[Stored items from a collection]
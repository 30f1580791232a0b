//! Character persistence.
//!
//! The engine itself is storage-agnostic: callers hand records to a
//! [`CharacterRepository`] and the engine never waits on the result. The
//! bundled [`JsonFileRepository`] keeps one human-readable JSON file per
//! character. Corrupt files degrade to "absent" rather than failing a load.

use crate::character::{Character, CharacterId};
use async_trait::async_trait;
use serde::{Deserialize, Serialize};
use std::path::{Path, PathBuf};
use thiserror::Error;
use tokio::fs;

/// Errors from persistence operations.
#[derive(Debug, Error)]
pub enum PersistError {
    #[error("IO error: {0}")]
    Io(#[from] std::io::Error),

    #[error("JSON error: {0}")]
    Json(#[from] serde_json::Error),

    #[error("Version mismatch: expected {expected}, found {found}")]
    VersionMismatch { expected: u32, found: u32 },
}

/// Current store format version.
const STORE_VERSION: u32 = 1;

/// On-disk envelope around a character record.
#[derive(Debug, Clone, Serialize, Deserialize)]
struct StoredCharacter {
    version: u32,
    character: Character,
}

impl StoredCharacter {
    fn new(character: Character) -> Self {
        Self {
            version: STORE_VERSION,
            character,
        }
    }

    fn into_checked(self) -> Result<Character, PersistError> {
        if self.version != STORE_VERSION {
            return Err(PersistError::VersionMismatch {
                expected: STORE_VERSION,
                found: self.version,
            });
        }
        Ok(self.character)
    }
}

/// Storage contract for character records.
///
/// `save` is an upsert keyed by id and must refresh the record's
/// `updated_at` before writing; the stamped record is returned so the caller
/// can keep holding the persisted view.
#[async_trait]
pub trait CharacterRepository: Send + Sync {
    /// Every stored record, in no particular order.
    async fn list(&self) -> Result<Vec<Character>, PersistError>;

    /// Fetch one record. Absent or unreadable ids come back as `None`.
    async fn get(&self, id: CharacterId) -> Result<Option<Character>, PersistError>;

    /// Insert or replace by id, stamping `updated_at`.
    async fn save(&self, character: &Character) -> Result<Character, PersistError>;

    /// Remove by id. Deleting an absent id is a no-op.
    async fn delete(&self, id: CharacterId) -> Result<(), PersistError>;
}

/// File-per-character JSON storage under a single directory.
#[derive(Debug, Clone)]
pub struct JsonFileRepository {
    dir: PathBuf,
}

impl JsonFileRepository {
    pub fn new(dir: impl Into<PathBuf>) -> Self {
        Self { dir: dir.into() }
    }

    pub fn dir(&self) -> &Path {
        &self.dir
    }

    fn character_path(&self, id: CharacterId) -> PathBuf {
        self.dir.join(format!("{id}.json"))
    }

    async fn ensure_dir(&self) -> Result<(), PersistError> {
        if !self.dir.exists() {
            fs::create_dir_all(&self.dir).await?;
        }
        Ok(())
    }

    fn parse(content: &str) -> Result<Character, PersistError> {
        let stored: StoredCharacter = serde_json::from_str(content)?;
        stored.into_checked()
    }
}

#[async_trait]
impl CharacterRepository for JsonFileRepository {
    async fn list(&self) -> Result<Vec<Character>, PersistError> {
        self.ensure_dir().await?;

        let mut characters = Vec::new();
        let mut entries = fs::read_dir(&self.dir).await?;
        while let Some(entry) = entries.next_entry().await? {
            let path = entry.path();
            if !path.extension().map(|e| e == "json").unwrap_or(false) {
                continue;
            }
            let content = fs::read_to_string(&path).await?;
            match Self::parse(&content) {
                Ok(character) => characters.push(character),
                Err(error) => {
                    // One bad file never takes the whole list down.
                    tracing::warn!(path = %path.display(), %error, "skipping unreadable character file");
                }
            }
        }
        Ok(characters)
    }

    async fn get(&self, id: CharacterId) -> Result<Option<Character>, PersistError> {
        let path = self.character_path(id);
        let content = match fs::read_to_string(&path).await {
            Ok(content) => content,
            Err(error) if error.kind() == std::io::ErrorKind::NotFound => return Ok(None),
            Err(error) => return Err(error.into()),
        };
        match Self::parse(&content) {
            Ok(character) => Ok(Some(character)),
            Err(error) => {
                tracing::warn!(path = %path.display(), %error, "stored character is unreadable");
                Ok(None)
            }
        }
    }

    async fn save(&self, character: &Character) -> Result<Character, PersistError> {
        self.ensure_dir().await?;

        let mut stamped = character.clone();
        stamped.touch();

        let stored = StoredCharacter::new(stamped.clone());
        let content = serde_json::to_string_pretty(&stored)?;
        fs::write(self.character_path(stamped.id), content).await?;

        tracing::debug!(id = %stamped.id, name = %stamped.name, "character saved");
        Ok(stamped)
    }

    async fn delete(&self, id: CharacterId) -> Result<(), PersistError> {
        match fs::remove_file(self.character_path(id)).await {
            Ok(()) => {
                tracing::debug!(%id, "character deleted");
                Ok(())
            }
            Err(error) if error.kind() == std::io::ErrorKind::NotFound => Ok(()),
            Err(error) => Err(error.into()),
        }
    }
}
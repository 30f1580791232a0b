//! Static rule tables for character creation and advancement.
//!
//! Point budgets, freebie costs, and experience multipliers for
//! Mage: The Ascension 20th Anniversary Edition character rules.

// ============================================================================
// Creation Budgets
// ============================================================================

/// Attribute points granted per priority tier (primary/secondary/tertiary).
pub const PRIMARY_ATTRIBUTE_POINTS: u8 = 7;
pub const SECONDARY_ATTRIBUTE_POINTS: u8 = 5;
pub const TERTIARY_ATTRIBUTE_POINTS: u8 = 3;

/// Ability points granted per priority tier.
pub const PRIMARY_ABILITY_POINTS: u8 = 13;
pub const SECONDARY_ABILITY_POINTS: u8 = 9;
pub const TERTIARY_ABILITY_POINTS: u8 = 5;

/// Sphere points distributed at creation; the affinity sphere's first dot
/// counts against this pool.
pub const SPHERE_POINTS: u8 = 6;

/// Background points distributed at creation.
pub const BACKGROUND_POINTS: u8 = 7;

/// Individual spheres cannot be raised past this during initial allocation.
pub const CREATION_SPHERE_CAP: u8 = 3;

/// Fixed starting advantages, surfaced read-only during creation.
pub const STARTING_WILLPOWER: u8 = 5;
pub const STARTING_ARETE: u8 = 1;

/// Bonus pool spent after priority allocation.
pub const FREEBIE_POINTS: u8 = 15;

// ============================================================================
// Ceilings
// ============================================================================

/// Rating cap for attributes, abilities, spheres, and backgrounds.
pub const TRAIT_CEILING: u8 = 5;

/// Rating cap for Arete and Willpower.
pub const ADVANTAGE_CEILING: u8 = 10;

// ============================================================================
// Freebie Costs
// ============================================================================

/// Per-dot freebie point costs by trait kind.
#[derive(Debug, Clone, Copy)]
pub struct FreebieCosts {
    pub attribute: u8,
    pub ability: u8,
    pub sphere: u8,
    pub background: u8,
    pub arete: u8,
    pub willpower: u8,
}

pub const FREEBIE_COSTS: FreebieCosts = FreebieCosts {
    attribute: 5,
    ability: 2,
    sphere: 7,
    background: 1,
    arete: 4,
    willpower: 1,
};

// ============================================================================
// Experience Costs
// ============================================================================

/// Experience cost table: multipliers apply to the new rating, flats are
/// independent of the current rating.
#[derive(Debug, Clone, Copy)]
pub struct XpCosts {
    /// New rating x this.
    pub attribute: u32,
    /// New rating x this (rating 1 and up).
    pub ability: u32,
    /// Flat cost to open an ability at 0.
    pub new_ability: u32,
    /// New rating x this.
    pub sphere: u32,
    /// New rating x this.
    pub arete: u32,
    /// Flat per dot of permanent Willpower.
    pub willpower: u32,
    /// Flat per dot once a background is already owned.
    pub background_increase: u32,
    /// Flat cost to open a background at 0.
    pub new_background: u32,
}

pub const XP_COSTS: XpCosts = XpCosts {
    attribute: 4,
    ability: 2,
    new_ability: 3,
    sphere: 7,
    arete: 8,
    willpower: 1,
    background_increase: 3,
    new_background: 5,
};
* * *
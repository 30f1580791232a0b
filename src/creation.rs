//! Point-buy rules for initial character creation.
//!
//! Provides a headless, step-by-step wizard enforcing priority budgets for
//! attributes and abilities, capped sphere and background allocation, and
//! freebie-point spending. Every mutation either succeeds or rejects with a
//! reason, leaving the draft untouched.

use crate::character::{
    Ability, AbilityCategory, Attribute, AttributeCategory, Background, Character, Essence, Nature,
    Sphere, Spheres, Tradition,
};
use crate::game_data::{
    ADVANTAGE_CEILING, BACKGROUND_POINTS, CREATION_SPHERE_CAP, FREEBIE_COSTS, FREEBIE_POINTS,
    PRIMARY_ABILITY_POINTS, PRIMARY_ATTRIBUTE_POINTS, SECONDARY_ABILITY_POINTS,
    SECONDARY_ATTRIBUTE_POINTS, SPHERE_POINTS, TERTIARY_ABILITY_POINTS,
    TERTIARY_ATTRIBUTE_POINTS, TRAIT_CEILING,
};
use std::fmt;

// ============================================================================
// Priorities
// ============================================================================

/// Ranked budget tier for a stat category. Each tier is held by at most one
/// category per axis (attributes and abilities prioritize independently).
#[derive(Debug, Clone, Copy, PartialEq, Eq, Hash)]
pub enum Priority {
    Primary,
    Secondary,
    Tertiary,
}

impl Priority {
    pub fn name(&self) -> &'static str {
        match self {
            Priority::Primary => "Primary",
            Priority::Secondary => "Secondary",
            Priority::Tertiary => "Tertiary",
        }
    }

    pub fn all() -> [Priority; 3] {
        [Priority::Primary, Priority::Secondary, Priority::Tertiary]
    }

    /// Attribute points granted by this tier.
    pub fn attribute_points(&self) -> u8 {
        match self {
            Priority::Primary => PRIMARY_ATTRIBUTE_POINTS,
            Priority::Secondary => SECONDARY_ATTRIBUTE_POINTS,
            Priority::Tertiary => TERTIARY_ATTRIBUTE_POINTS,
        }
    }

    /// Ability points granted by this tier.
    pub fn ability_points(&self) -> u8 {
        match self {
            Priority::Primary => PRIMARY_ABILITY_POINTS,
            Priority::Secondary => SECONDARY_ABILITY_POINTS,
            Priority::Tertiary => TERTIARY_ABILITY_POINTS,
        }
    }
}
---
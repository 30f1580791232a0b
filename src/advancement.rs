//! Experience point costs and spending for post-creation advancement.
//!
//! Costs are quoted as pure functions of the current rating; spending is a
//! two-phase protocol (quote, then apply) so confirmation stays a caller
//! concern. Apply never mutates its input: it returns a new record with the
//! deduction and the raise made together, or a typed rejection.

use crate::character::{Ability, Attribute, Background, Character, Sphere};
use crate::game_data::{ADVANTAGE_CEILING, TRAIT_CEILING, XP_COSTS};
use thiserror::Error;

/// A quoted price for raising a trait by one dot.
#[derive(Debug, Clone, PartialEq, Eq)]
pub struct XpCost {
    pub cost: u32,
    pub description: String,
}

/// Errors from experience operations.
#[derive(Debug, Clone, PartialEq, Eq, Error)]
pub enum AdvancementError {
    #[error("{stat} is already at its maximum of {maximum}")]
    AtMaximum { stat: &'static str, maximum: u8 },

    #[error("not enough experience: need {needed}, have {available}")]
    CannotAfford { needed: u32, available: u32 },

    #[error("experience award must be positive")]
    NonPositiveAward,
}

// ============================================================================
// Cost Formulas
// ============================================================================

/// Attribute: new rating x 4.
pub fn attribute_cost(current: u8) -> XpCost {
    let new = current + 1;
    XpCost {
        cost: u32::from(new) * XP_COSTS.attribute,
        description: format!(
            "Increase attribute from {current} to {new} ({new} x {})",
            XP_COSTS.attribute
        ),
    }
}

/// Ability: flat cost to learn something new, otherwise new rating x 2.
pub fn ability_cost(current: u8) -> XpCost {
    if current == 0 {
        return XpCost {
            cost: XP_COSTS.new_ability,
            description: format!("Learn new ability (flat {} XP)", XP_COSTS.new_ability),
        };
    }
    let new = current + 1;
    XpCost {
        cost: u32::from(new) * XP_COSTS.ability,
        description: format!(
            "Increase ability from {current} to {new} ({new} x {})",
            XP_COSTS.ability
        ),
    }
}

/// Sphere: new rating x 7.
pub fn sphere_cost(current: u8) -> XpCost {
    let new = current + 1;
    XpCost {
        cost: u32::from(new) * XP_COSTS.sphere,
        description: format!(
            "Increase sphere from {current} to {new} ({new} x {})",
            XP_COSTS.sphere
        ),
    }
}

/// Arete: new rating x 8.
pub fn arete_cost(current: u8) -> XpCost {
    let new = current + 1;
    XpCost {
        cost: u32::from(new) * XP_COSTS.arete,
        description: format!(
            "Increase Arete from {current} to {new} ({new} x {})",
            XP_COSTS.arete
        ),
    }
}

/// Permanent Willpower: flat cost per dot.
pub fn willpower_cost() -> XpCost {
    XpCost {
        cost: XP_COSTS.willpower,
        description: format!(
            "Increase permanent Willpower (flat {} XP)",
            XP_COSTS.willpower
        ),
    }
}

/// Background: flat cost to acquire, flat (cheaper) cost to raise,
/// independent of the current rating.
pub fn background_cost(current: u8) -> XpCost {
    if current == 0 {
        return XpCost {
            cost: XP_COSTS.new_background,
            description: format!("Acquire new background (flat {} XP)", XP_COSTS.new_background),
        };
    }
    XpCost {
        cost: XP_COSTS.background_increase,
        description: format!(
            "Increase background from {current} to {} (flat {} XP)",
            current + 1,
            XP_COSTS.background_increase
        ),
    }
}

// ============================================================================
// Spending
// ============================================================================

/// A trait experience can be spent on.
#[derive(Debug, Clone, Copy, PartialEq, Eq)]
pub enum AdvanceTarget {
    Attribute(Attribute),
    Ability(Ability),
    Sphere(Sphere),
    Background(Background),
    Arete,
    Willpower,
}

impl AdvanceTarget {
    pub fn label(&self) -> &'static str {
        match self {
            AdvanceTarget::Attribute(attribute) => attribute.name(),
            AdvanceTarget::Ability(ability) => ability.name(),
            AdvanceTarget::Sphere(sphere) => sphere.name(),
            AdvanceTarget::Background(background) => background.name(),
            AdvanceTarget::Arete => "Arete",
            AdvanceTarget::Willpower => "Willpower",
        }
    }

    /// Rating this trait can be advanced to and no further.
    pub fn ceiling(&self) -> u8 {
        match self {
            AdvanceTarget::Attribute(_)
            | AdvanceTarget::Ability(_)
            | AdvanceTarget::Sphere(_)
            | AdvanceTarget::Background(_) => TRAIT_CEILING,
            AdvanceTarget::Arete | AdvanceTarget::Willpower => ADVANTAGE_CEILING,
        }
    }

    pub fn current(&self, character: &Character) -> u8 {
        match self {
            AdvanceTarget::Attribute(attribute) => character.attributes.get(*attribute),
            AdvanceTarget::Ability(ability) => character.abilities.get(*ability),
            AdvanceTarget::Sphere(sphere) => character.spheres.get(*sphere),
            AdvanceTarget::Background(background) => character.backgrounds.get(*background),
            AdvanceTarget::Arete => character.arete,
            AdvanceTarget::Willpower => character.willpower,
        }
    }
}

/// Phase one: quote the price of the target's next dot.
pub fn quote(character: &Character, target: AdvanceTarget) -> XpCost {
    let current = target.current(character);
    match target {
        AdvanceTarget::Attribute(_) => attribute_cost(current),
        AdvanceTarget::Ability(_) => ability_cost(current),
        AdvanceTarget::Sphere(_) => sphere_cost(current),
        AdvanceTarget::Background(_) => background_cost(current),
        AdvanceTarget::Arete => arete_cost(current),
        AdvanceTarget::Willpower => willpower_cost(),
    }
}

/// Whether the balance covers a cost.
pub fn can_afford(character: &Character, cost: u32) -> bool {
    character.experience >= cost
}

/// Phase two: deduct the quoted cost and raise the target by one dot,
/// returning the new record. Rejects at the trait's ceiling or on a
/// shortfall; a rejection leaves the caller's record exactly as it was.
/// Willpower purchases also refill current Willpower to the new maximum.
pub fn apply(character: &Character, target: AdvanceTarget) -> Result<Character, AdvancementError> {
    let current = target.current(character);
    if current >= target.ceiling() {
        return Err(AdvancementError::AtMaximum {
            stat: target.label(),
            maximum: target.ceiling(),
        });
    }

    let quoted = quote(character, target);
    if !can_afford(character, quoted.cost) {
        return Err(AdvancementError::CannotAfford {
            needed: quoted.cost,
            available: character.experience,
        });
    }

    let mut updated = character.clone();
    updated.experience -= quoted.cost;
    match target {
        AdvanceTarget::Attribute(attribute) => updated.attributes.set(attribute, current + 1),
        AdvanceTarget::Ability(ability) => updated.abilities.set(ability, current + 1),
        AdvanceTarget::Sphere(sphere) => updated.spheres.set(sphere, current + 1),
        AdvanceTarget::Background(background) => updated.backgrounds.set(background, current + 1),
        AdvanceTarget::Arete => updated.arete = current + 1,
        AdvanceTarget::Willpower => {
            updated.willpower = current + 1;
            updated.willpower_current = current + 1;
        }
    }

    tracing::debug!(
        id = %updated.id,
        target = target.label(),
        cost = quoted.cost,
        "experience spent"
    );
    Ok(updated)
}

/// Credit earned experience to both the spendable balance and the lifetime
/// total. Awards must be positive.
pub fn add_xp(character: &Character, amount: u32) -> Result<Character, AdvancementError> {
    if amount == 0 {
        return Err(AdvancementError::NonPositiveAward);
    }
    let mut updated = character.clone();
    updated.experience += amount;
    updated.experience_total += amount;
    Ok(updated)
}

* **Work instructions**: Say only how many lines in the records carry the word "rules".

* **Solution for this problem**: 2